Your objective -
Your task is to gather the lines below that hold the string "WriterStatus".

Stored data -
====
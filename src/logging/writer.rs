//! Log writer: formatting, dispatch and the async flush thread.
//!
//! In sync mode the calling thread formats the line and writes it under the
//! file lock. In async mode the line is pushed onto a [`BlockingQueue`] and a
//! single flush thread writes it. That thread flushes the file whenever the
//! queue stays idle for `flush_interval`, and exits once the queue is closed
//! and drained.
//!
//! Producers never hold the file lock while pushing, and the flush thread
//! releases the queue lock before taking the file lock.

use super::clock::{Clock, SystemClock};
use super::file::{FileNaming, LogFile};
use super::format::format_line;
use super::stats::{StatsSnapshot, WriterStats};
use super::{LogLevel, LogRecord};
use crate::config::LogConfig;
use crate::constants::FLUSH_THREAD_NAME;
use crate::error::{LogError, Result};
use crate::queue::BlockingQueue;
use chrono::NaiveDate;
use parking_lot::Mutex;
use serde::Serialize;
use std::fmt;
use std::path::PathBuf;
use std::sync::atomic::{AtomicBool, Ordering};
use std::sync::Arc;
use std::thread::{self, JoinHandle};
use std::time::Duration;
use tracing::{debug, warn};

/// State shared with the flush thread
struct Shared {
    file: Mutex<LogFile>,
    stats: WriterStats,
}

/// Health snapshot of a writer
#[derive(Debug, Clone, Serialize)]
pub struct WriterStatus {
    pub path: PathBuf,
    pub current_day: NaiveDate,
    pub line_count: u64,
    pub is_async: bool,
    pub enabled: bool,
    pub closed: bool,
    /// Lines queued but not yet written (always 0 in sync mode)
    pub pending: usize,
    pub stats: StatsSnapshot,
    pub last_error: Option<String>,
}

/// Rotating file logger
pub struct LogWriter {
    shared: Arc<Shared>,
    queue: Option<Arc<BlockingQueue<LogRecord>>>,
    flusher: Mutex<Option<JoinHandle<()>>>,
    clock: Arc<dyn Clock>,
    buf_size: usize,
    enabled: AtomicBool,
    closed: AtomicBool,
}

impl LogWriter {
    /// Open the log file for today and, in async mode, start the flush thread
    pub fn init(config: &LogConfig) -> Result<Self> {
        Self::with_clock(config, Arc::new(SystemClock))
    }

    /// Like [`init`](Self::init), with an explicit time source
    pub fn with_clock(config: &LogConfig, clock: Arc<dyn Clock>) -> Result<Self> {
        config.validate()?;

        let naming = FileNaming::from_path(&config.path)?;
        let today = clock.now().date();
        let file = LogFile::open(naming, config.split_lines, today)?;
        debug!("Logging to {}", file.path().display());

        let shared = Arc::new(Shared {
            file: Mutex::new(file),
            stats: WriterStats::new(),
        });

        let (queue, flusher) = if config.is_async {
            let queue = Arc::new(BlockingQueue::new());
            let handle = spawn_flusher(queue.clone(), shared.clone(), config.flush_interval())?;
            (Some(queue), Some(handle))
        } else {
            (None, None)
        };

        Ok(Self {
            shared,
            queue,
            flusher: Mutex::new(flusher),
            clock,
            buf_size: config.buf_size,
            enabled: AtomicBool::new(!config.disabled),
            closed: AtomicBool::new(false),
        })
    }

    /// Format and dispatch one line.
    ///
    /// Never fails: I/O problems are counted and exposed through
    /// [`status`](Self::status) and [`last_error`](Self::last_error).
    pub fn write_log(&self, level: LogLevel, args: fmt::Arguments<'_>) {
        if !self.enabled.load(Ordering::Acquire) || self.closed.load(Ordering::Acquire) {
            return;
        }

        let now = self.clock.now();
        let record = LogRecord {
            level,
            date: now.date(),
            line: format_line(now, level, args, self.buf_size),
        };

        match &self.queue {
            Some(queue) => {
                if queue.push(record) {
                    self.shared.stats.add_queued();
                }
            }
            None => {
                let mut file = self.shared.file.lock();
                file.append(&record, &self.shared.stats);
                file.flush(&self.shared.stats);
            }
        }
    }

    pub fn debug(&self, message: impl fmt::Display) {
        self.write_log(LogLevel::Debug, format_args!("{}", message));
    }

    pub fn info(&self, message: impl fmt::Display) {
        self.write_log(LogLevel::Info, format_args!("{}", message));
    }

    pub fn warn(&self, message: impl fmt::Display) {
        self.write_log(LogLevel::Warn, format_args!("{}", message));
    }

    pub fn error(&self, message: impl fmt::Display) {
        self.write_log(LogLevel::Error, format_args!("{}", message));
    }

    /// Flush what has been written so far. Queued lines are not waited for.
    pub fn flush(&self) {
        self.shared.file.lock().flush(&self.shared.stats);
    }

    /// Stop accepting lines, drain the queue, join the flush thread and flush.
    ///
    /// Safe to call more than once; also runs on drop.
    pub fn close(&self) {
        if self.closed.swap(true, Ordering::AcqRel) {
            return;
        }

        if let Some(queue) = &self.queue {
            queue.close();
        }
        if let Some(handle) = self.flusher.lock().take() {
            if handle.join().is_err() {
                warn!("Log flush thread panicked");
            }
        }
        self.flush();
        debug!("Log writer closed");
    }

    pub fn set_enabled(&self, enabled: bool) {
        self.enabled.store(enabled, Ordering::Release);
    }

    pub fn is_enabled(&self) -> bool {
        self.enabled.load(Ordering::Acquire)
    }

    pub fn is_async(&self) -> bool {
        self.queue.is_some()
    }

    /// Path of the file currently receiving lines
    pub fn current_path(&self) -> PathBuf {
        self.shared.file.lock().path().to_path_buf()
    }

    /// Most recent open/rotate/write failure, if any
    pub fn last_error(&self) -> Option<String> {
        self.shared.file.lock().last_error().map(str::to_string)
    }

    pub fn status(&self) -> WriterStatus {
        let pending = self.queue.as_ref().map_or(0, |q| q.len());
        let file = self.shared.file.lock();
        WriterStatus {
            path: file.path().to_path_buf(),
            current_day: file.current_day(),
            line_count: file.line_count(),
            is_async: self.queue.is_some(),
            enabled: self.is_enabled(),
            closed: self.closed.load(Ordering::Acquire),
            pending,
            stats: self.shared.stats.snapshot(),
            last_error: file.last_error().map(str::to_string),
        }
    }
}

impl Drop for LogWriter {
    fn drop(&mut self) {
        self.close();
    }
}

fn spawn_flusher(
    queue: Arc<BlockingQueue<LogRecord>>,
    shared: Arc<Shared>,
    flush_interval: Duration,
) -> Result<JoinHandle<()>> {
    thread::Builder::new()
        .name(FLUSH_THREAD_NAME.to_string())
        .spawn(move || run_flusher(queue, shared, flush_interval))
        .map_err(|e| LogError::Spawn { source: e })
}

fn run_flusher(queue: Arc<BlockingQueue<LogRecord>>, shared: Arc<Shared>, flush_interval: Duration) {
    let mut dirty = false;

    loop {
        match queue.pop_timeout(flush_interval) {
            Some(record) => {
                shared.file.lock().append(&record, &shared.stats);
                dirty = true;
            }
            None if queue.is_closed() => break,
            None => {
                if dirty {
                    shared.file.lock().flush(&shared.stats);
                    dirty = false;
                }
            }
        }
    }

    shared.file.lock().flush(&shared.stats);
    debug!("Log flush thread exiting");
}
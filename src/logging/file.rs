//! Date-stamped log file with day and line-count rotation.
//!
//! File names are `<dir>/<YYYY>_<MM>_<DD>_<base>` for the first file of a day
//! and `<dir>/<YYYY>_<MM>_<DD>_<base>.<N>` for later segments of the same day.
//! The line counter survives segment rotation, so `N` only grows within a day.

use super::stats::WriterStats;
use super::LogRecord;
use crate::constants::FILE_DATE_FORMAT;
use crate::error::{LogError, Result};
use chrono::NaiveDate;
use std::fs::{self, File, OpenOptions};
use std::io::{self, BufWriter, Write};
use std::path::{Path, PathBuf};
use tracing::{debug, warn};

/// Directory and base name the dated file names are built from
#[derive(Debug, Clone, PartialEq, Eq)]
pub struct FileNaming {
    dir: PathBuf,
    base: String,
}

impl FileNaming {
    /// Split a configured path into directory and base name
    pub fn from_path(path: &Path) -> Result<Self> {
        if path.to_string_lossy().ends_with(std::path::is_separator) {
            return Err(LogError::ConfigValidation {
                field: "path",
                reason: format!("'{}' names a directory, not a file", path.display()),
            });
        }
        let base = path
            .file_name()
            .map(|s| s.to_string_lossy().to_string())
            .filter(|s| !s.is_empty())
            .ok_or_else(|| LogError::ConfigValidation {
                field: "path",
                reason: format!("no file name in '{}'", path.display()),
            })?;
        let dir = path.parent().map(Path::to_path_buf).unwrap_or_default();
        Ok(Self { dir, base })
    }

    pub fn dir(&self) -> &Path {
        &self.dir
    }

    /// First file of a day
    pub fn day_path(&self, date: NaiveDate) -> PathBuf {
        self.dir
            .join(format!("{}_{}", date.format(FILE_DATE_FORMAT), self.base))
    }

    /// Numbered segment within a day
    pub fn segment_path(&self, date: NaiveDate, segment: u64) -> PathBuf {
        self.dir.join(format!(
            "{}_{}.{}",
            date.format(FILE_DATE_FORMAT),
            self.base,
            segment
        ))
    }
}

/// Why the next line needs a new file
#[derive(Debug, Clone, Copy, PartialEq, Eq)]
pub enum Rotation {
    /// The line belongs to a later day than the open file
    NewDay,
    /// The open file reached `split_lines`; carries the segment number
    Segment(u64),
}

/// Decide whether the next line needs a new file.
///
/// `line_count` is the number of lines already written since the last day
/// rollover. Day rollover wins over the line threshold.
pub fn rotation_for(
    current_day: NaiveDate,
    line_count: u64,
    split_lines: u64,
    line_date: NaiveDate,
) -> Option<Rotation> {
    if line_date > current_day {
        return Some(Rotation::NewDay);
    }
    if split_lines > 0 && line_count > 0 && line_count % split_lines == 0 {
        return Some(Rotation::Segment(line_count / split_lines));
    }
    None
}

/// The open log file plus the counters that drive rotation
pub struct LogFile {
    naming: FileNaming,
    split_lines: u64,
    writer: BufWriter<File>,
    path: PathBuf,
    current_day: NaiveDate,
    line_count: u64,
    last_error: Option<String>,
}

impl LogFile {
    /// Open (or create) the first file for `today`, creating its directory
    pub fn open(naming: FileNaming, split_lines: u64, today: NaiveDate) -> Result<Self> {
        let dir = naming.dir();
        if !dir.as_os_str().is_empty() {
            fs::create_dir_all(dir).map_err(|e| LogError::Open {
                path: dir.to_path_buf(),
                source: e,
            })?;
        }

        let path = naming.day_path(today);
        let file = open_append(&path).map_err(|e| LogError::Open {
            path: path.clone(),
            source: e,
        })?;

        Ok(Self {
            naming,
            split_lines,
            writer: BufWriter::new(file),
            path,
            current_day: today,
            line_count: 0,
            last_error: None,
        })
    }

    pub fn path(&self) -> &Path {
        &self.path
    }

    pub fn current_day(&self) -> NaiveDate {
        self.current_day
    }

    pub fn line_count(&self) -> u64 {
        self.line_count
    }

    pub fn last_error(&self) -> Option<&str> {
        self.last_error.as_deref()
    }

    /// Rotate if needed, then write the record's line.
    ///
    /// Failures never abort the call: they are counted, logged and kept as
    /// the last error.
    pub fn append(&mut self, record: &LogRecord, stats: &WriterStats) {
        if let Some(rotation) = rotation_for(
            self.current_day,
            self.line_count,
            self.split_lines,
            record.date,
        ) {
            if let Err(e) = self.rotate(rotation, record.date) {
                self.record_error(e, stats);
            } else {
                stats.add_rotation();
            }
        }

        match self.writer.write_all(record.line.as_bytes()) {
            Ok(()) => {
                self.line_count += 1;
                stats.add_written(record.level);
            }
            Err(e) => {
                let err = LogError::Write {
                    path: self.path.clone(),
                    source: e,
                };
                self.record_error(err, stats);
            }
        }
    }

    /// Push buffered lines to the OS
    pub fn flush(&mut self, stats: &WriterStats) {
        if let Err(e) = self.writer.flush() {
            let err = LogError::Write {
                path: self.path.clone(),
                source: e,
            };
            self.record_error(err, stats);
        }
    }

    /// Switch to the next file. On failure the current file stays open and
    /// the counters are left untouched.
    fn rotate(&mut self, rotation: Rotation, date: NaiveDate) -> Result<()> {
        let next = match rotation {
            Rotation::NewDay => self.naming.day_path(date),
            Rotation::Segment(n) => self.naming.segment_path(self.current_day, n),
        };

        // Flush failures surface again on the next write; rotation goes on.
        let _ = self.writer.flush();
        let file = open_append(&next).map_err(|e| LogError::Rotate {
            path: next.clone(),
            source: e,
        })?;

        debug!("Rotating log {} -> {}", self.path.display(), next.display());
        self.writer = BufWriter::new(file);
        self.path = next;
        if rotation == Rotation::NewDay {
            self.current_day = date;
            self.line_count = 0;
        }
        Ok(())
    }

    fn record_error(&mut self, err: LogError, stats: &WriterStats) {
        warn!("{}", err);
        stats.add_error();
        self.last_error = Some(err.to_string());
    }
}

fn open_append(path: &Path) -> io::Result<File> {
    OpenOptions::new().create(true).append(true).open(path)
}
====
Output of the task -
pub struct WriterStatus {
    pub fn status(&self) -> WriterStatus {
        WriterStatus {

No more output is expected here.